Llevo unas ochenta y cinco mensualidades
pagadas en concepto de alquiler de este piso, y todavía no me he
cansado de dedicarle sonetos a sus vistas. En realidad no son nada
del otro mundo, y si me encandilan es más por lo que no tienen que
por lo que muestran. Veo árboles, veo nubes, veo montañas, todos de
clase media. Pero tengo ese simulacro de holgura. El alivio de
la periferia. A dos pasos de la olimpiada turística, un recordatorio
de que hay procesos que un móvil no puede fotografiar todavía.
Evapotranspiración, fotosíntesis, suelos que la lluvia empuja a los
embalses. ¿Qué me pierdo? Una fachada que me cohíba. Un “alto,
ahí, animal urbano”.
A veces, boqueando en la oficina, me
asomo a los ventanales en busca de cosas reales. Me encuentro
cemento, alquitrán, ambulancias. Esa sensación de que el cielo es
un toldo puesto ahí para que, como Truman, piense que en algún
punto el mundo construido se termina. A veces pasan los helicópteros
de la base áerea. Los sigo y pienso que estaría bien ir montada en
uno de ellos, un brazo asomando, si es que eso es posible, un cúter
en la mano rajando la lona del aire, revelando metros y metros y
metros de edificios hacia arriba.
De entre todo ese pulular, el hospital me
cautiva siempre. Es viejo y de una fealdad que por sí misma te manda
al servicio de Urgencias, pero a última hora de la tarde la luz brilla en las habitaciones como
el cielo estrellado de Van Gogh. Eso que
parece el cielo se ve por contraste azul charol. De alguna forma la
vista pide ser absuelta. Por un momento es casi bonita.

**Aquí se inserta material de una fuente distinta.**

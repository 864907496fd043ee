use crate::params::Params;
use serde::{Deserialize, Serialize};
use std::fmt;
use std::path::Path;

/// Which iteration of the game is running. Later stages include everything
/// the earlier ones do.
#[derive(Debug, Clone, Copy, PartialEq, Eq, PartialOrd, Ord, Serialize, Deserialize, Default)]
#[serde(rename_all = "snake_case")]
pub enum Stage {
    /// Left paddle moves, nothing else does
    PaddleMovement,
    /// Ball moves, bounces and resets on exit
    BallPhysics,
    /// Exits award points, score text is drawn
    Scoring,
    /// Right paddle is controlled as well
    #[default]
    TwoPlayer,
}

impl Stage {
    pub fn ball_moves(self) -> bool {
        self >= Stage::BallPhysics
    }

    pub fn keeps_score(self) -> bool {
        self >= Stage::Scoring
    }

    pub fn right_paddle_controlled(self) -> bool {
        self >= Stage::TwoPlayer
    }
}

/// Who drives the right paddle once it is controlled
#[derive(Debug, Clone, Copy, PartialEq, Eq, Serialize, Deserialize, Default)]
#[serde(rename_all = "snake_case")]
pub enum Opponent {
    #[default]
    Keyboard,
    Cpu,
}

/// Game configuration
#[derive(Debug, Clone, PartialEq, Serialize, Deserialize)]
#[serde(default)]
pub struct Config {
    pub game_width: f32,
    pub game_height: f32,
    pub window_title: String,
    pub paddle_width: f32,
    pub paddle_height: f32,
    pub paddle_speed: f32,
    pub paddle_offset_wall: f32,
    pub ball_radius: f32,
    pub initial_velocity_x: f32,
    pub initial_velocity_y: f32,
    pub velocity_multiplier: f32,
    pub contact_nudge: f32,
    pub score_text_size: u16,
    pub font_path: String,
    pub max_dt: f32,
    pub stage: Stage,
    pub opponent: Opponent,
    /// Distance from the target height the CPU paddle tolerates
    pub cpu_deadzone: f32,
    /// Keep paddles fully inside the window (off by default)
    pub clamp_paddles: bool,
    /// Upper bound on ball speed after a contact (unbounded by default)
    pub max_ball_speed: Option<f32>,
}

impl Default for Config {
    fn default() -> Self {
        Self {
            game_width: Params::GAME_WIDTH,
            game_height: Params::GAME_HEIGHT,
            window_title: Params::WINDOW_TITLE.to_string(),
            paddle_width: Params::PADDLE_WIDTH,
            paddle_height: Params::PADDLE_HEIGHT,
            paddle_speed: Params::PADDLE_SPEED,
            paddle_offset_wall: Params::PADDLE_OFFSET_WALL,
            ball_radius: Params::BALL_RADIUS,
            initial_velocity_x: Params::INITIAL_VELOCITY_X,
            initial_velocity_y: Params::INITIAL_VELOCITY_Y,
            velocity_multiplier: Params::VELOCITY_MULTIPLIER,
            contact_nudge: Params::CONTACT_NUDGE,
            score_text_size: Params::SCORE_TEXT_SIZE,
            font_path: Params::FONT_PATH.to_string(),
            max_dt: Params::MAX_DT,
            stage: Stage::default(),
            opponent: Opponent::default(),
            cpu_deadzone: Params::CPU_DEADZONE,
            clamp_paddles: false,
            max_ball_speed: None,
        }
    }
}

/// Errors raised while loading a config file
#[derive(Debug)]
pub enum ConfigError {
    Io(std::io::Error),
    Parse(serde_json::Error),
    Invalid(String),
}

impl fmt::Display for ConfigError {
    fn fmt(&self, f: &mut fmt::Formatter<'_>) -> fmt::Result {
        match self {
            ConfigError::Io(e) => write!(f, "failed to read config: {e}"),
            ConfigError::Parse(e) => write!(f, "failed to parse config: {e}"),
            ConfigError::Invalid(msg) => write!(f, "invalid config: {msg}"),
        }
    }
}

impl std::error::Error for ConfigError {
    fn source(&self) -> Option<&(dyn std::error::Error + 'static)> {
        match self {
            ConfigError::Io(e) => Some(e),
            ConfigError::Parse(e) => Some(e),
            ConfigError::Invalid(_) => None,
        }
    }
}

impl From<std::io::Error> for ConfigError {
    fn from(e: std::io::Error) -> Self {
        ConfigError::Io(e)
    }
}

impl From<serde_json::Error> for ConfigError {
    fn from(e: serde_json::Error) -> Self {
        ConfigError::Parse(e)
    }
}

impl Config {
    pub fn new() -> Self {
        Self::default()
    }

    /// Parse and validate a JSON config. Missing fields take their defaults.
    pub fn from_json(json: &str) -> Result<Self, ConfigError> {
        let config: Config = serde_json::from_str(json)?;
        config.validate()?;
        Ok(config)
    }

    /// Read a JSON config file from disk
    pub fn load(path: impl AsRef<Path>) -> Result<Self, ConfigError> {
        let json = std::fs::read_to_string(path)?;
        Self::from_json(&json)
    }

    pub fn validate(&self) -> Result<(), ConfigError> {
        let positive = [
            ("game_width", self.game_width),
            ("game_height", self.game_height),
            ("paddle_width", self.paddle_width),
            ("paddle_height", self.paddle_height),
            ("paddle_speed", self.paddle_speed),
            ("ball_radius", self.ball_radius),
            ("max_dt", self.max_dt),
        ];
        for (name, value) in positive {
            if value.is_nan() || value <= 0.0 {
                return Err(ConfigError::Invalid(format!(
                    "{name} must be positive, got {value}"
                )));
            }
        }
        let non_negative = [
            ("paddle_offset_wall", self.paddle_offset_wall),
            ("initial_velocity_x", self.initial_velocity_x),
            ("initial_velocity_y", self.initial_velocity_y),
            ("contact_nudge", self.contact_nudge),
            ("cpu_deadzone", self.cpu_deadzone),
        ];
        for (name, value) in non_negative {
            if !value.is_finite() || value < 0.0 {
                return Err(ConfigError::Invalid(format!(
                    "{name} must be finite and non-negative, got {value}"
                )));
            }
        }
        if self.velocity_multiplier.is_nan() || self.velocity_multiplier < 1.0 {
            return Err(ConfigError::Invalid(format!(
                "velocity_multiplier must be at least 1, got {}",
                self.velocity_multiplier
            )));
        }
        if let Some(max) = self.max_ball_speed {
            if max.is_nan() || max <= 0.0 {
                return Err(ConfigError::Invalid(format!(
                    "max_ball_speed must be positive, got {max}"
                )));
            }
        }
        if self.clamp_paddles && self.paddle_height > self.game_height {
            return Err(ConfigError::Invalid(format!(
                "paddle_height {} does not fit in game_height {} with clamp_paddles",
                self.paddle_height, self.game_height
            )));
        }
        if self.score_text_size == 0 {
            return Err(ConfigError::Invalid("score_text_size must be non-zero".into()));
        }
        Ok(())
    }

    /// X position of a paddle's center based on its side
    pub fn paddle_x(&self, side: crate::Side) -> f32 {
        let inset = self.paddle_offset_wall + self.paddle_width / 2.0;
        match side {
            crate::Side::Left => inset,
            crate::Side::Right => self.game_width - inset,
        }
    }

    /// Depth from each side wall inside which the ball meets a paddle
    pub fn paddle_reach(&self) -> f32 {
        self.paddle_width + self.paddle_offset_wall
    }

    /// Clamp paddle Y to window bounds. A paddle taller than the window
    /// stays centered.
    pub fn clamp_paddle_y(&self, y: f32) -> f32 {
        let half_height = self.paddle_height / 2.0;
        let max = self.game_height - half_height;
        if half_height > max {
            return self.game_height / 2.0;
        }
        y.clamp(half_height, max)
    }
}
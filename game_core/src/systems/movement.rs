use crate::{Ball, Config, Paddle};

/// Apply paddle movement from per-paddle directions (-1, 0, 1)
pub fn move_paddles(paddles: &mut [Paddle; 2], dirs: [i8; 2], dt: f32, config: &Config) {
    for (paddle, dir) in paddles.iter_mut().zip(dirs) {
        if dir != 0 {
            let delta = dir as f32 * config.paddle_speed * dt;
            paddle.pos.y += delta;

            if config.clamp_paddles {
                paddle.pos.y = config.clamp_paddle_y(paddle.pos.y);
            }
        }
    }
}

/// Move ball based on velocity
pub fn move_ball(ball: &mut Ball, dt: f32) {
    ball.pos += ball.vel * dt;
}
/// Game tuning parameters for Pong
#[derive(Debug, Clone, Copy)]
pub struct Params;

impl Params {
    // Window
    pub const GAME_WIDTH: f32 = 800.0;
    pub const GAME_HEIGHT: f32 = 600.0;
    pub const WINDOW_TITLE: &'static str = "PONG";

    // Paddle
    pub const PADDLE_WIDTH: f32 = 25.0;
    pub const PADDLE_HEIGHT: f32 = 100.0;
    pub const PADDLE_SPEED: f32 = 400.0; // units per second
    pub const PADDLE_OFFSET_WALL: f32 = 10.0;

    // Ball
    pub const BALL_RADIUS: f32 = 10.0;
    pub const INITIAL_VELOCITY_X: f32 = 100.0;
    pub const INITIAL_VELOCITY_Y: f32 = 60.0;
    pub const VELOCITY_MULTIPLIER: f32 = 1.1; // Applied on every wall/paddle contact
    pub const CONTACT_NUDGE: f32 = 10.0;

    // Score text
    pub const SCORE_TEXT_SIZE: u16 = 24;
    pub const FONT_PATH: &'static str = "res/fonts/RobotoMono-Regular.ttf";

    // Frame
    pub const MAX_DT: f32 = 0.1; // Clamp to prevent large jumps

    // CPU opponent
    pub const CPU_DEADZONE: f32 = 8.0;
}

Al siguiente me inquieta: el hábito
aprendido de entender la perspectiva pierde fuelle, y empiezo a ver
como si la realidad fuera el dibujo de un niño. Fachadas planas
pintadas en un folio, y detrás nada. Qué mentira. Qué ceguera.

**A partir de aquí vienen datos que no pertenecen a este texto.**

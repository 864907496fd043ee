pub mod components;
pub mod config;
pub mod params;
pub mod render;
pub mod resources;
pub mod state;
pub mod systems;
pub mod text;

pub use components::*;
pub use config::*;
pub use params::*;
pub use render::*;
pub use resources::*;
pub use state::*;
pub use text::*;

/// Run one frame of the Pong simulation
pub fn step(state: &mut GameState, input: &FrameInput, dt: f32, config: &Config) -> Events {
    // Clamp dt to prevent large jumps (e.g. after the window was dragged)
    let clamped_dt = dt.clamp(0.0, config.max_dt);
    state.update(input, clamped_dt, config)
}
//! Pong desktop client
//!
//! Opens the window, polls the keyboard and replays the core draw list.
//! Frames are paced by the toolkit's vsync alone.

mod input;
mod renderer;

use anyhow::Context;
use game_core::{draw_list, step, Config, GameState};
use macroquad::prelude::*;
use renderer::FontMetrics;

fn window_conf(config: &Config) -> Conf {
    Conf {
        window_title: config.window_title.clone(),
        window_width: config.game_width as i32,
        window_height: config.game_height as i32,
        window_resizable: false,
        ..Default::default()
    }
}

fn load_config(path: Option<String>) -> anyhow::Result<Config> {
    match path {
        Some(path) => {
            let config = Config::load(&path).with_context(|| format!("loading config {path}"))?;
            log::info!("Loaded config from {path}");
            Ok(config)
        }
        None => {
            log::info!("No config file given, using defaults");
            Ok(Config::new())
        }
    }
}

async fn run(config: Config) {
    let mut state = GameState::new(&config);
    let font = if config.stage.keeps_score() {
        renderer::load_font(&config.font_path).await
    } else {
        None
    };
    if font.is_some() {
        state.set_metrics(Box::new(FontMetrics::new(font.clone())), &config);
    }
    log::info!("Starting {:?} stage, opponent {:?}", config.stage, config.opponent);

    loop {
        if is_key_pressed(KeyCode::Escape) {
            break;
        }

        let frame_input = input::read_frame_input();
        let events = step(&mut state, &frame_input, get_frame_time(), &config);
        if events.ball_hit_paddle() {
            log::debug!("Paddle return, ball speed {:.1}", state.ball.vel.length());
        } else if events.ball_hit_wall() {
            log::trace!("Wall bounce at t={:.2}", state.time.now);
        }

        renderer::draw_frame(&draw_list(&state, &config), font.as_ref());
        next_frame().await;
    }

    log::info!("Shutting down, final score {}", state.score.display());
}

fn main() -> anyhow::Result<()> {
    env_logger::Builder::from_env(env_logger::Env::default().default_filter_or("info")).init();
    log::info!("Pong starting...");

    let config = load_config(std::env::args().nth(1))?;
    macroquad::Window::from_config(window_conf(&config), run(config));
    Ok(())
}

#[cfg(test)]
mod tests {
    use super::*;

    #[test]
    fn test_window_matches_game_size() {
        let conf = window_conf(&Config::new());
        assert_eq!(conf.window_title, "PONG");
        assert_eq!(conf.window_width, 800);
        assert_eq!(conf.window_height, 600);
        assert!(!conf.window_resizable);
    }

    #[test]
    fn test_default_config_without_path() {
        assert_eq!(load_config(None).unwrap(), Config::new());
    }

    #[test]
    fn test_missing_config_file_fails_fast() {
        let err = load_config(Some("no/such/pong.json".to_string())).unwrap_err();
        assert!(err.to_string().contains("no/such/pong.json"));
    }
}
//! Owned game state and the per-frame update

use crate::systems::*;
use crate::text::{MonospaceMetrics, ScoreText, TextMetrics};
use crate::{Ball, Config, Contact, Events, FrameInput, Paddle, Score, Side, Time};
use glam::Vec2;

/// Everything the game mutates, created once and reset in place
pub struct GameState {
    pub paddles: [Paddle; 2],
    pub ball: Ball,
    pub score: Score,
    /// Set after the left player concedes; the next serve heads left
    pub player1_serving: bool,
    pub score_text: ScoreText,
    pub time: Time,
    metrics: Box<dyn TextMetrics>,
}

impl GameState {
    /// Create the initial state using a monospace text estimate
    pub fn new(config: &Config) -> Self {
        Self::with_metrics(config, Box::new(MonospaceMetrics::default()))
    }

    pub fn with_metrics(config: &Config, metrics: Box<dyn TextMetrics>) -> Self {
        let mut state = Self {
            paddles: [
                Paddle::new(Side::Left, Vec2::ZERO),
                Paddle::new(Side::Right, Vec2::ZERO),
            ],
            ball: Ball::new(Vec2::ZERO, Vec2::ZERO),
            score: Score::new(),
            player1_serving: false,
            score_text: ScoreText::default(),
            time: Time::default(),
            metrics,
        };
        state.reset(config);
        state
    }

    /// Swap the text measurer, e.g. once a font is loaded, and re-center
    pub fn set_metrics(&mut self, metrics: Box<dyn TextMetrics>, config: &Config) {
        self.metrics = metrics;
        self.refresh_score_text(config);
    }

    /// Put paddles and ball back at their start positions and serve
    pub fn reset(&mut self, config: &Config) {
        let mid_y = config.game_height / 2.0;
        for side in Side::BOTH {
            self.paddles[side.index()] = Paddle::new(side, Vec2::new(config.paddle_x(side), mid_y));
        }

        let vx = if self.player1_serving {
            -config.initial_velocity_x
        } else {
            config.initial_velocity_x
        };
        self.ball = Ball::new(
            Vec2::new(config.game_width / 2.0, mid_y),
            Vec2::new(vx, config.initial_velocity_y),
        );

        self.refresh_score_text(config);
        log::debug!(
            "Reset, serving {}",
            if self.player1_serving { "left" } else { "right" }
        );
    }

    fn refresh_score_text(&mut self, config: &Config) {
        self.score_text.refresh(
            self.score.display(),
            config.score_text_size,
            config.game_width,
            self.metrics.as_ref(),
        );
    }

    /// Advance one frame: move paddles, move the ball, then resolve at most
    /// one contact.
    pub fn update(&mut self, input: &FrameInput, dt: f32, config: &Config) -> Events {
        let mut events = Events::new();
        self.time.advance(dt);

        let dirs = paddle_directions(input, &self.ball, &self.paddles, config);
        move_paddles(&mut self.paddles, dirs, dt, config);

        if !config.stage.ball_moves() {
            return events;
        }
        move_ball(&mut self.ball, dt);

        let contact = check_contacts(&mut self.ball, &self.paddles, config);
        events.contact = contact;
        match contact {
            Some(exit @ (Contact::RightExit | Contact::LeftExit)) => {
                events.scored =
                    award_point(exit, &mut self.score, &mut self.player1_serving, config);
                self.reset(config);
            }
            Some(bounce) => log::debug!("{bounce:?} at {:?}, velocity {:?}", self.ball.pos, self.ball.vel),
            None => {}
        }

        events
    }
}

impl std::fmt::Debug for GameState {
    fn fmt(&self, f: &mut std::fmt::Formatter<'_>) -> std::fmt::Result {
        f.debug_struct("GameState")
            .field("paddles", &self.paddles)
            .field("ball", &self.ball)
            .field("score", &self.score)
            .field("player1_serving", &self.player1_serving)
            .field("score_text", &self.score_text)
            .field("time", &self.time)
            .finish_non_exhaustive()
    }
}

Detrás está todo. Lo real, dentro de la madriguera. Gente que como
yo se asoma a las ventanas.
Alguien que mañana entrará a un
quirófano. Tal vez, a punto de que el
anestesista le robe la conciencia, recuerde la vista de mi edificio; tal vez se pregunte si
habrá imágenes después de esa.
Alguien que quisiera no recibir el alta
porque sólo ahí tiene acceso al lujo de ser cuidado.
Alguien que como tú con los yogures,
juega a birlarle días a una fecha. Alguien que no se engaña con
volver a usar ropa de verano. Alguien que echa un vistazo entre
bambalinas al mundo del que no hace mucho formaba parte, y al que el resentimiento le puede. Tu mundo, mi mundo, ya le está dando la espalda.
Enganchado a la locomotora de la indiferencia. Alguien se baja en
esta estación.
Procesos que la cámara de un móvil no
capta.
Y yo estoy aquí agitando mi pañuelo.
Mirando como si hacer compañía en la distancia no fuera una idea
ingenua. Haciendo las paces con la madriguera.
Qué buen fotograma para añadir a "Truman" ese que has imaginado.
ResponderEliminar¡Y qué miedo las madrigueras! Si pudiera medirse la proporción de dolor por cada metro cuadrado que encierran...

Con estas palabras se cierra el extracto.